===== Supplied material

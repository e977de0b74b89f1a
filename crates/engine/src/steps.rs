// SPDX-License-Identifier: BUSL-1.1
// Copyright (c) 2026 Alfred Jean LLC

//! Step-to-worker routing.
//!
//! The step manager owns the static table mapping a step's worker kind to
//! the routing key the worker pool dispatches on, and builds the initiating
//! message for a step job. New workers register without touching the
//! dispatcher.

use crate::error::{EngineError, Result};
use fm_core::{JobId, Payload, QueueMessage, StepSpec};
use parking_lot::RwLock;
use std::collections::HashMap;

#[derive(Default)]
pub struct StepManager {
    routes: RwLock<HashMap<String, String>>,
}

impl StepManager {
    pub fn new() -> Self {
        Self::default()
    }

    /// Map a step worker kind to a routing key.
    pub fn register_route(&self, worker_kind: impl Into<String>, routing_key: impl Into<String>) {
        let worker_kind = worker_kind.into();
        let routing_key = routing_key.into();
        tracing::debug!(worker_kind = %worker_kind, routing_key = %routing_key, "route registered");
        self.routes.write().insert(worker_kind, routing_key);
    }

    /// Resolve the routing key for a step spec.
    pub fn resolve_route(&self, spec: &StepSpec) -> Result<String> {
        self.routes
            .read()
            .get(&spec.worker)
            .cloned()
            .ok_or_else(|| EngineError::Routing(spec.worker.clone()))
    }

    /// Build the initiating message for a step job: the resolved routing key
    /// plus the step's parameters and name.
    pub fn build_message(
        &self,
        spec: &StepSpec,
        step_job_id: &JobId,
        epoch_ms: u64,
    ) -> Result<QueueMessage> {
        let routing_key = self.resolve_route(spec)?;
        let mut payload = Payload::new(routing_key).with_arg("step_name", spec.name.as_str());
        payload.args.extend(spec.params.clone());
        Ok(QueueMessage::new(step_job_id.clone(), payload, epoch_ms))
    }
}

#[cfg(test)]
#[path = "steps_tests.rs"]
mod tests;
// SPDX-License-Identifier: BUSL-1.1
// Copyright (c) 2026 Alfred Jean LLC

//! Worker pool: polls the queue and dispatches messages to registered
//! workers.
//!
//! Per received message: unknown routing key is a permanent failure (the
//! message is acknowledged and the job failed, never redelivered); a worker
//! error is left unacknowledged so the lease expires and the queue retries;
//! a panic is caught at the dispatch boundary and converted into a recorded
//! failure.

use crate::config::QueueConfig;
use crate::error::Result;
use crate::events::EventService;
use crate::job_manager::JobManager;
use crate::queue::{AckToken, QueueManager};
use async_trait::async_trait;
use fm_core::{Clock, Job, JobStatus, LogLevel, Payload, QueueMessage};
use parking_lot::{Mutex, RwLock};
use std::collections::HashMap;
use std::sync::Arc;
use tokio::task::JoinHandle;
use tokio_util::sync::CancellationToken;

/// Capabilities handed to every worker execution.
#[derive(Clone)]
pub struct WorkerContext {
    pub jobs: Arc<JobManager>,
    pub queue: Arc<QueueManager>,
    pub events: Arc<EventService>,
    pub clock: Arc<dyn Clock>,
}

/// A pluggable work implementation, registered under a routing key.
///
/// A long-running worker should check its job's status (cancellation is
/// cooperative) and may extend its message lease through the context's
/// queue handle.
#[async_trait]
pub trait Worker: Send + Sync {
    async fn execute(&self, ctx: &WorkerContext, job: &Job, payload: &Payload) -> Result<()>;
}

pub struct WorkerPool {
    ctx: WorkerContext,
    config: QueueConfig,
    workers: RwLock<HashMap<String, Arc<dyn Worker>>>,
    cancel: CancellationToken,
    tasks: Mutex<Vec<JoinHandle<()>>>,
    dead_letter_sub: Mutex<Option<crate::events::SubscriptionHandle>>,
}

impl WorkerPool {
    pub fn new(ctx: WorkerContext, config: QueueConfig) -> Arc<Self> {
        Arc::new(Self {
            ctx,
            config,
            workers: RwLock::new(HashMap::new()),
            cancel: CancellationToken::new(),
            tasks: Mutex::new(Vec::new()),
            dead_letter_sub: Mutex::new(None),
        })
    }

    pub fn register_worker(&self, routing_key: impl Into<String>, worker: Arc<dyn Worker>) {
        let routing_key = routing_key.into();
        tracing::debug!(routing_key = %routing_key, "worker registered");
        self.workers.write().insert(routing_key, worker);
    }

    /// Begin the configured number of concurrent poll-execute cycles.
    pub fn start(self: &Arc<Self>) {
        // A message can dead-letter while no attempt is running (e.g. the
        // process died mid-execute); the event settles its job as failed.
        let jobs = Arc::clone(&self.ctx.jobs);
        let handle = self.ctx.events.subscribe(fm_core::topic::QUEUE_ITEM_DEAD, move |ev| {
            let fm_core::Event::QueueItemDead { job_id, receive_count, .. } = ev else {
                return;
            };
            if let Err(e) = jobs.record_failure(
                job_id,
                &format!("message dead-lettered after {receive_count} receives"),
            ) {
                tracing::debug!(job_id = %job_id, error = %e, "dead-letter failure already settled");
            }
        });
        *self.dead_letter_sub.lock() = Some(handle);

        let mut tasks = self.tasks.lock();
        for unit in 0..self.config.concurrency {
            let pool = Arc::clone(self);
            tasks.push(tokio::spawn(async move { pool.run_unit(unit).await }));
        }
        tracing::info!(
            concurrency = self.config.concurrency,
            queue = %self.ctx.queue.queue_name(),
            "worker pool started"
        );
    }

    /// Halt polling and drain in-flight work.
    pub async fn stop(&self) {
        self.cancel.cancel();
        let tasks = std::mem::take(&mut *self.tasks.lock());
        for task in tasks {
            let _ = task.await;
        }
        if let Some(handle) = self.dead_letter_sub.lock().take() {
            self.ctx.events.unsubscribe(&handle);
        }
        tracing::info!("worker pool stopped");
    }

    async fn run_unit(&self, unit: usize) {
        loop {
            if self.cancel.is_cancelled() {
                break;
            }
            match self.ctx.queue.receive() {
                Ok(Some((message, token))) => self.dispatch(message, token).await,
                Ok(None) => {
                    tokio::select! {
                        _ = self.cancel.cancelled() => break,
                        _ = tokio::time::sleep(self.config.poll_interval) => {}
                    }
                }
                Err(e) => {
                    tracing::warn!(unit, error = %e, "queue receive failed");
                    tokio::select! {
                        _ = self.cancel.cancelled() => break,
                        _ = tokio::time::sleep(self.config.poll_interval) => {}
                    }
                }
            }
        }
        tracing::debug!(unit, "execution unit stopped");
    }

    async fn dispatch(&self, message: QueueMessage, token: AckToken) {
        let jobs = &self.ctx.jobs;

        let job = match jobs.get_job(&message.job_id) {
            Ok(job) => job,
            Err(e) => {
                // Message for a deleted job: drop it.
                tracing::warn!(message_id = %message.id, error = %e, "dropping orphaned message");
                ack_or_warn(token);
                return;
            }
        };

        // Cooperative cancellation: a cancelled (or otherwise finished) job's
        // redelivered message is consumed without executing.
        if job.is_terminal() && job.status != JobStatus::Failed {
            tracing::debug!(job_id = %job.id, status = %job.status, "skipping message for settled job");
            ack_or_warn(token);
            return;
        }

        let worker = self.workers.read().get(&message.payload.routing_key).cloned();
        let Some(worker) = worker else {
            // Routing errors are permanent: consume the message so it never
            // burns retry budget, and fail the job.
            let reason =
                format!("no worker registered for routing key '{}'", message.payload.routing_key);
            tracing::error!(job_id = %job.id, message_id = %message.id, "{reason}");
            ack_or_warn(token);
            if let Err(e) = jobs.record_failure(&job.id, &reason) {
                tracing::warn!(job_id = %job.id, error = %e, "failed to record routing failure");
            }
            return;
        };

        if job.status != JobStatus::Running {
            if let Err(e) = jobs.update_status(&job.id, JobStatus::Running) {
                tracing::warn!(job_id = %job.id, error = %e, "failed to mark job running");
            }
        }

        // Panic isolation: the worker runs in its own task so a crash is
        // recovered here instead of taking down the execution unit.
        let ctx = self.ctx.clone();
        let exec_job = job.clone();
        let payload = message.payload.clone();
        let handle = tokio::spawn(async move { worker.execute(&ctx, &exec_job, &payload).await });

        match handle.await {
            Ok(Ok(())) => {
                if let Err(e) = token.ack() {
                    tracing::warn!(message_id = %message.id, error = %e, "ack failed; message may be redelivered");
                }
                self.finish_success(&job);
            }
            Ok(Err(err)) => {
                // No ack: the lease expires and the queue retries up to the
                // receive budget.
                tracing::warn!(
                    job_id = %job.id,
                    receive_count = message.receive_count,
                    error = %err,
                    "worker execution failed"
                );
                self.record_attempt_failure(&message, &err.to_string());
            }
            Err(join_err) => {
                let reason = if join_err.is_panic() {
                    format!("worker panicked: {}", panic_message(join_err.into_panic()))
                } else {
                    "worker task was cancelled".to_string()
                };
                tracing::error!(job_id = %job.id, "{reason}");
                self.record_attempt_failure(&message, &reason);
            }
        }
    }

    /// Report a failed attempt. The job settles to `failed` only once its
    /// retry budget is spent; earlier attempts record the error and keep it
    /// in flight for redelivery.
    fn record_attempt_failure(&self, message: &QueueMessage, reason: &str) {
        let jobs = &self.ctx.jobs;
        let result = if message.receive_count >= self.config.max_receive {
            jobs.record_failure(&message.job_id, reason)
        } else {
            jobs.record_error(&message.job_id, reason)
        };
        if let Err(e) = result {
            tracing::warn!(job_id = %message.job_id, error = %e, "failed to record worker failure");
        }
    }

    fn finish_success(&self, job: &Job) {
        let jobs = &self.ctx.jobs;
        let spawned = match jobs.children(&job.id) {
            Ok(children) => children.len(),
            Err(e) => {
                tracing::warn!(job_id = %job.id, error = %e, "failed to list children after success");
                0
            }
        };
        if spawned > 0 {
            // A job that spawned children stays running; its monitor marks
            // the terminal status once the children settle.
            if let Err(e) = jobs.add_job_log(
                &job.id,
                LogLevel::Info,
                &format!("spawned {spawned} child jobs"),
            ) {
                tracing::warn!(job_id = %job.id, error = %e, "failed to append spawn log");
            }
            return;
        }
        if let Err(e) = jobs.update_status(&job.id, JobStatus::Completed) {
            tracing::warn!(job_id = %job.id, error = %e, "failed to mark job completed");
        }
    }
}

fn ack_or_warn(token: AckToken) {
    let message_id = token.message_id().clone();
    if let Err(e) = token.ack() {
        tracing::warn!(message_id = %message_id, error = %e, "ack failed");
    }
}

fn panic_message(payload: Box<dyn std::any::Any + Send>) -> String {
    if let Some(s) = payload.downcast_ref::<&str>() {
        (*s).to_string()
    } else if let Some(s) = payload.downcast_ref::<String>() {
        s.clone()
    } else {
        "unknown panic".to_string()
    }
}

#[cfg(test)]
#[path = "pool_tests.rs"]
mod tests;
// SPDX-License-Identifier: BUSL-1.1
// Copyright (c) 2026 Alfred Jean LLC

//! Log retrieval: per-job queries and the aggregated parent+descendant
//! merge with cursor pagination.

use crate::error::{EngineError, Result};
use fm_core::{Job, JobId, LogEntry, LogLevel, LogOrder};
use fm_storage::{keys, KvStore};
use base64::engine::general_purpose::STANDARD as BASE64;
use base64::Engine;
use std::sync::Arc;

pub const DEFAULT_LOG_LIMIT: usize = 100;
pub const DEFAULT_AGGREGATED_LIMIT: usize = 1000;

/// Filter for a single job's logs. Newest first.
#[derive(Debug, Clone)]
pub struct LogFilter {
    pub limit: usize,
    pub offset: usize,
    pub level: Option<LogLevel>,
}

impl Default for LogFilter {
    fn default() -> Self {
        Self { limit: DEFAULT_LOG_LIMIT, offset: 0, level: None }
    }
}

/// Query over merged parent + descendant logs.
#[derive(Debug, Clone)]
pub struct AggregatedQuery {
    pub limit: usize,
    /// Opaque resume token from a previous page's `next_cursor`.
    pub cursor: Option<String>,
    pub order: LogOrder,
    pub include_children: bool,
}

impl Default for AggregatedQuery {
    fn default() -> Self {
        Self {
            limit: DEFAULT_AGGREGATED_LIMIT,
            cursor: None,
            order: LogOrder::default(),
            include_children: true,
        }
    }
}

/// One merged line: the owning job plus its entry.
#[derive(Debug, Clone, PartialEq)]
pub struct AggregatedLogLine {
    pub job_id: JobId,
    pub entry: LogEntry,
}

#[derive(Debug, Clone, PartialEq)]
pub struct AggregatedLogs {
    pub entries: Vec<AggregatedLogLine>,
    /// Present only when more entries remain past this page.
    pub next_cursor: Option<String>,
}

/// Merge position: entries sort by `(timestamp, job, index)`.
type CursorKey = (u64, String, u64);

fn entry_key(line: &AggregatedLogLine) -> CursorKey {
    (line.entry.timestamp_ms, line.job_id.to_string(), line.entry.index)
}

fn encode_cursor(key: &CursorKey) -> String {
    BASE64.encode(format!("{}|{}|{}", key.0, key.1, key.2))
}

fn decode_cursor(cursor: &str) -> Result<CursorKey> {
    let invalid = || EngineError::InvalidCursor(cursor.to_string());
    let raw = BASE64.decode(cursor).map_err(|_| invalid())?;
    let raw = String::from_utf8(raw).map_err(|_| invalid())?;
    let mut parts = raw.splitn(3, '|');
    let ts = parts.next().and_then(|p| p.parse().ok()).ok_or_else(invalid)?;
    let job = parts.next().ok_or_else(invalid)?.to_string();
    let index = parts.next().and_then(|p| p.parse().ok()).ok_or_else(invalid)?;
    Ok((ts, job, index))
}

pub struct LogQuery {
    store: Arc<dyn KvStore>,
}

impl LogQuery {
    pub fn new(store: Arc<dyn KvStore>) -> Self {
        Self { store }
    }

    fn entries_for(&self, job_id: &JobId) -> Result<Vec<LogEntry>> {
        let mut entries = Vec::new();
        for (_, bytes) in self.store.scan_prefix(&keys::log_prefix(job_id))? {
            let entry: LogEntry =
                serde_json::from_slice(&bytes).map_err(fm_storage::StorageError::from)?;
            entries.push(entry);
        }
        Ok(entries)
    }

    /// Logs for one job, newest first. `level` filters exactly; default
    /// limit is 100.
    pub fn job_logs(&self, job_id: &JobId, filter: &LogFilter) -> Result<Vec<LogEntry>> {
        let mut entries = self.entries_for(job_id)?;
        if let Some(level) = filter.level {
            entries.retain(|e| e.level == level);
        }
        entries.reverse();
        Ok(entries.into_iter().skip(filter.offset).take(filter.limit).collect())
    }

    pub fn count_logs(&self, job_id: &JobId) -> Result<usize> {
        Ok(self.store.scan_prefix(&keys::log_prefix(job_id))?.len())
    }

    /// Merged logs for a job and (optionally) all of its descendants,
    /// ordered by `(timestamp, job, index)` in the requested direction, with
    /// an opaque cursor for resumption. The job itself must exist.
    pub fn aggregated(&self, job_id: &JobId, query: &AggregatedQuery) -> Result<AggregatedLogs> {
        if self.store.get(&keys::job(job_id))?.is_none() {
            return Err(EngineError::NotFound(format!("job {job_id}")));
        }

        let mut job_ids = vec![job_id.clone()];
        if query.include_children {
            let mut frontier = vec![job_id.clone()];
            while let Some(parent) = frontier.pop() {
                for key in self.store.scan_by_tag(&keys::parent_tag(&parent))? {
                    if let Some(child) = self.store.get_json::<Job>(&key)? {
                        frontier.push(child.id.clone());
                        job_ids.push(child.id);
                    }
                }
            }
        }

        let mut lines = Vec::new();
        for id in &job_ids {
            for entry in self.entries_for(id)? {
                lines.push(AggregatedLogLine { job_id: id.clone(), entry });
            }
        }

        lines.sort_by_key(entry_key);
        if query.order == LogOrder::Desc {
            lines.reverse();
        }

        if let Some(cursor) = &query.cursor {
            let resume = decode_cursor(cursor)?;
            // Skip everything at or before the cursor in traversal order.
            lines.retain(|line| match query.order {
                LogOrder::Asc => entry_key(line) > resume,
                LogOrder::Desc => entry_key(line) < resume,
            });
        }

        let more = lines.len() > query.limit;
        lines.truncate(query.limit);
        let next_cursor = match (more, lines.last()) {
            (true, Some(last)) => Some(encode_cursor(&entry_key(last))),
            _ => None,
        };

        Ok(AggregatedLogs { entries: lines, next_cursor })
    }
}

#[cfg(test)]
#[path = "logs_tests.rs"]
mod tests;
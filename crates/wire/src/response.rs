// SPDX-License-Identifier: BUSL-1.1
// Copyright (c) 2026 Alfred Jean LLC

//! Response envelopes with stable field names.

use fm_core::{ChildStats, Job, JobId, JobKind, JobStatus, LogEntry, LogOrder};
use serde::{Deserialize, Serialize};

/// One log line in an aggregated response, tagged with its owning job.
#[derive(Debug, Clone, PartialEq, Serialize, Deserialize)]
pub struct LogLine {
    pub job_id: JobId,
    #[serde(flatten)]
    pub entry: LogEntry,
}

/// Envelope of `GET jobs/{id}/logs`.
#[derive(Debug, Clone, PartialEq, Serialize, Deserialize)]
pub struct LogsResponse {
    pub job_id: JobId,
    pub logs: Vec<LogEntry>,
    pub count: usize,
    pub limit: usize,
    pub offset: usize,
    #[serde(skip_serializing_if = "Option::is_none")]
    pub level: Option<String>,
}

/// Envelope of `GET jobs/{id}/logs/aggregated`.
#[derive(Debug, Clone, PartialEq, Serialize, Deserialize)]
pub struct AggregatedLogsResponse {
    pub job_id: JobId,
    pub logs: Vec<LogLine>,
    pub count: usize,
    pub limit: usize,
    pub order: LogOrder,
    pub include_children: bool,
    #[serde(skip_serializing_if = "Option::is_none")]
    pub next_cursor: Option<String>,
}

/// Job projection for listings and status displays.
#[derive(Debug, Clone, PartialEq, Serialize, Deserialize)]
pub struct JobSummary {
    pub id: JobId,
    #[serde(skip_serializing_if = "Option::is_none")]
    pub parent_id: Option<JobId>,
    pub manager_id: JobId,
    pub kind: JobKind,
    pub name: String,
    pub status: JobStatus,
    pub created_at_ms: u64,
    pub updated_at_ms: u64,
    #[serde(skip_serializing_if = "Option::is_none")]
    pub error: Option<String>,
    pub child_stats: ChildStats,
}

impl From<&Job> for JobSummary {
    fn from(job: &Job) -> Self {
        Self {
            id: job.id.clone(),
            parent_id: job.parent_id.clone(),
            manager_id: job.manager_id.clone(),
            kind: job.kind,
            name: job.name.clone(),
            status: job.status,
            created_at_ms: job.created_at_ms,
            updated_at_ms: job.updated_at_ms,
            error: job.error.clone(),
            child_stats: job.child_stats,
        }
    }
}

#[cfg(test)]
#[path = "wire_tests.rs"]
mod tests;
// SPDX-License-Identifier: BUSL-1.1
// Copyright (c) 2026 Alfred Jean LLC

//! Durable queue messages.

use crate::job::JobId;
use serde::{Deserialize, Serialize};
use serde_json::Value;
use std::collections::HashMap;

crate::define_id! {
    /// Unique identifier for a queued message.
    pub struct MessageId("msg-");
}

/// Routing key plus arguments carried by a queue message.
#[derive(Debug, Clone, Default, PartialEq, Serialize, Deserialize)]
pub struct Payload {
    pub routing_key: String,
    #[serde(default)]
    pub args: HashMap<String, Value>,
}

impl Payload {
    pub fn new(routing_key: impl Into<String>) -> Self {
        Self { routing_key: routing_key.into(), args: HashMap::new() }
    }

    pub fn with_arg(mut self, key: impl Into<String>, value: impl Into<Value>) -> Self {
        self.args.insert(key.into(), value.into());
        self
    }
}

/// A message awaiting delivery, referencing exactly one job.
///
/// A message is either visible (eligible for receive) or leased
/// (`visible_at_ms` in the future). `receive_count` increments on every
/// successful receive; once it would exceed the configured maximum the
/// message is dead-lettered instead of redelivered.
#[derive(Debug, Clone, PartialEq, Serialize, Deserialize)]
pub struct QueueMessage {
    pub id: MessageId,
    pub job_id: JobId,
    pub payload: Payload,
    pub enqueued_at_ms: u64,
    pub visible_at_ms: u64,
    pub receive_count: u32,
}

impl QueueMessage {
    pub fn new(job_id: JobId, payload: Payload, epoch_ms: u64) -> Self {
        Self {
            id: MessageId::new(),
            job_id,
            payload,
            enqueued_at_ms: epoch_ms,
            visible_at_ms: epoch_ms,
            receive_count: 0,
        }
    }

    pub fn is_visible(&self, epoch_ms: u64) -> bool {
        self.visible_at_ms <= epoch_ms
    }
}

#[cfg(test)]
#[path = "message_tests.rs"]
mod tests;
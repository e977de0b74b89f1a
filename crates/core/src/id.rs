// SPDX-License-Identifier: BUSL-1.1
// Copyright (c) 2026 Alfred Jean LLC

//! ID generation abstractions

/// Define a newtype ID wrapper around `SmolStr` with a type prefix.
///
/// Generates `new()` for random ID generation, `from_string()` for parsing,
/// `as_str()`, `Display`, `From<String>`, `From<&str>`, `PartialEq<str>`,
/// `Borrow<str>`, and `Deref` implementations.
///
/// The ID format is `{prefix}{nanoid}` where:
/// - `prefix`: 3-4 character type indicator (e.g., "job-", "msg-")
/// - `nanoid`: 19 character random ID
/// - Total: 23 characters (exactly fits SmolStr inline capacity)
///
/// ```ignore
/// define_id! {
///     /// Doc comment for the ID type.
///     pub struct JobId("job-");
/// }
/// ```
#[macro_export]
macro_rules! define_id {
    (
        $(#[$meta:meta])*
        pub struct $name:ident($prefix:literal);
    ) => {
        $(#[$meta])*
        #[derive(Debug, Clone, PartialEq, Eq, Hash, PartialOrd, Ord, serde::Serialize, serde::Deserialize)]
        #[serde(transparent)]
        pub struct $name(pub smol_str::SmolStr);

        impl $name {
            pub const PREFIX: &'static str = $prefix;

            /// Generate a new random ID with the type prefix
            pub fn new() -> Self {
                Self(smol_str::SmolStr::new(format!(
                    "{}{}",
                    Self::PREFIX,
                    nanoid::nanoid!(19)
                )))
            }

            /// Create ID from existing string (for parsing/deserialization)
            pub fn from_string(id: impl Into<smol_str::SmolStr>) -> Self {
                Self(id.into())
            }

            pub fn as_str(&self) -> &str {
                &self.0
            }
        }

        impl Default for $name {
            fn default() -> Self {
                Self::new()
            }
        }

        impl std::fmt::Display for $name {
            fn fmt(&self, f: &mut std::fmt::Formatter<'_>) -> std::fmt::Result {
                write!(f, "{}", self.0)
            }
        }

        impl From<&str> for $name {
            fn from(s: &str) -> Self {
                Self::from_string(s)
            }
        }

        impl From<String> for $name {
            fn from(s: String) -> Self {
                Self::from_string(s)
            }
        }

        impl AsRef<str> for $name {
            fn as_ref(&self) -> &str {
                &self.0
            }
        }

        impl PartialEq<str> for $name {
            fn eq(&self, other: &str) -> bool {
                self.0 == other
            }
        }

        impl PartialEq<&str> for $name {
            fn eq(&self, other: &&str) -> bool {
                self.0 == *other
            }
        }

        impl std::borrow::Borrow<str> for $name {
            fn borrow(&self) -> &str {
                &self.0
            }
        }

        impl std::ops::Deref for $name {
            type Target = str;

            fn deref(&self) -> &str {
                &self.0
            }
        }
    };
}

#[cfg(test)]
#[path = "id_tests.rs"]
mod tests;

==========

◆ Task directions ◆
In the entries above, find the line holding "pub struct $name:ident($prefix:literal);" and the line holding "pub const PREFIX: &'static"; print both of them and every line between, exactly, and nothing else.

◆ Response box ◆
        pub struct $name:ident($prefix:literal);
    ) => {
        $(#[$meta])*
        #[derive(Debug, Clone, PartialEq, Eq, Hash, PartialOrd, Ord, serde::Serialize, serde::Deserialize)]
        #[serde(transparent)]
        pub struct $name(pub smol_str::SmolStr);

        impl $name {
            pub const PREFIX: &'static str = $prefix;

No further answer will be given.